--- Records for the exercise Enclosed Below ---
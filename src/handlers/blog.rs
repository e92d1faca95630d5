use axum::{
    Json,
    extract::{Path, Query, State},
    http::StatusCode,
};
use std::collections::HashMap;
use tracing::info;

use crate::db::comments::NewComment;
use crate::db::models::{Category, Comment, Post, PublishStatus, TermCount};
use crate::db::posts::PostFilter;
use crate::error::CmsError;
use crate::middleware::rate_limit::{Bucket, ClientIp};
use crate::middleware::validated::ValidatedJson;
use crate::router::AppState;
use crate::types::forms::{CommentInput, normalize_email};
use crate::types::pagination::Paged;
use crate::types::query::PublicPostQuery;
use crate::types::views::{LikeView, PostDetail, PostView};

/// Attach category and tags to a page of posts.
pub(crate) async fn hydrate_page(
    state: &AppState,
    page: Paged<Post>,
) -> Result<Paged<PostView>, CmsError> {
    let ids: Vec<i64> = page.items.iter().map(|p| p.id).collect();
    let mut tags = state.posts().tags_for_many(&ids).await?;
    let categories: HashMap<i64, Category> = state
        .categories()
        .list()
        .await?
        .into_iter()
        .map(|c| (c.id, c))
        .collect();
    Ok(page.map(|post| PostView {
        category: post.category_id.and_then(|id| categories.get(&id).cloned()),
        tags: tags.remove(&post.id).unwrap_or_default(),
        post,
    }))
}

pub(crate) async fn hydrate_post(state: &AppState, post: Post) -> Result<PostView, CmsError> {
    let category = match post.category_id {
        Some(id) => state.categories().get(id).await?,
        None => None,
    };
    let tags = state.posts().tags_for(post.id).await?;
    Ok(PostView {
        post,
        category,
        tags,
    })
}

async fn published_post(state: &AppState, slug: &str) -> Result<Post, CmsError> {
    state
        .posts()
        .get_by_slug(slug)
        .await?
        .filter(|p| p.status == PublishStatus::Published)
        .ok_or(CmsError::NotFound("post"))
}

/// GET /api/public/posts
pub async fn list_posts(
    State(state): State<AppState>,
    Query(query): Query<PublicPostQuery>,
) -> Result<Json<Paged<PostView>>, CmsError> {
    let window = query.window();
    let filter = PostFilter {
        status: Some(PublishStatus::Published),
        category_slug: query.category,
        tag_slug: query.tag,
        search: query.search,
        featured: query.featured,
    };
    let page = state.posts().list(&filter, window).await?;
    Ok(Json(hydrate_page(&state, page).await?))
}

/// GET /api/public/posts/{slug}
pub async fn get_post(
    State(state): State<AppState>,
    Path(slug): Path<String>,
) -> Result<Json<PostDetail>, CmsError> {
    let mut post = published_post(&state, &slug).await?;
    state.posts().increment_views(post.id).await?;
    post.view_count += 1;

    let author_name = match post.author_id {
        Some(id) => state.users().get(id).await?.map(|u| u.name),
        None => None,
    };
    let comments = state.comments().approved_for_post(post.id).await?;
    let view = hydrate_post(&state, post).await?;
    Ok(Json(PostDetail {
        view,
        author_name,
        comments,
    }))
}

/// GET /api/public/categories
pub async fn list_categories(
    State(state): State<AppState>,
) -> Result<Json<Vec<TermCount>>, CmsError> {
    Ok(Json(state.categories().list_with_counts().await?))
}

/// GET /api/public/tags
pub async fn list_tags(State(state): State<AppState>) -> Result<Json<Vec<TermCount>>, CmsError> {
    Ok(Json(state.tags().list_with_counts().await?))
}

/// POST /api/public/posts/{slug}/comments
///
/// New comments wait in the moderation queue as `pending`.
pub async fn create_comment(
    State(state): State<AppState>,
    ClientIp(ip): ClientIp,
    Path(slug): Path<String>,
    ValidatedJson(input): ValidatedJson<CommentInput>,
) -> Result<(StatusCode, Json<Comment>), CmsError> {
    state.limits.check(Bucket::Forms, ip)?;
    let post = published_post(&state, &slug).await?;
    let comments = state.comments();

    if let Some(parent_id) = input.parent_id {
        let parent = comments
            .get(parent_id)
            .await?
            .ok_or_else(|| CmsError::BadRequest("parent comment does not exist".to_string()))?;
        if parent.post_id != post.id {
            return Err(CmsError::BadRequest(
                "parent comment belongs to a different post".to_string(),
            ));
        }
    }

    let email = normalize_email(&input.email);
    let comment = comments
        .create(NewComment {
            post_id: post.id,
            parent_id: input.parent_id,
            author_name: input.name.trim(),
            author_email: &email,
            content: input.content.trim(),
        })
        .await?;
    info!(comment_id = comment.id, post_id = post.id, "comment awaiting moderation");
    Ok((StatusCode::CREATED, Json(comment)))
}

/// POST /api/comments/{id}/like
pub async fn like_comment(
    State(state): State<AppState>,
    ClientIp(ip): ClientIp,
    Path(id): Path<i64>,
) -> Result<Json<LikeView>, CmsError> {
    state.limits.check(Bucket::Likes, ip)?;
    let likes = state
        .comments()
        .like(id)
        .await?
        .ok_or(CmsError::NotFound("comment"))?;
    Ok(Json(LikeView { id, likes }))
}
--- End of Enclosed Records for the exercise ---
▸ What is needed: Whenever the word "NewComment" shows up in a line of the entries, list that line.

▸ Reply to the exercise:
use crate::db::comments::NewComment;
        .create(NewComment {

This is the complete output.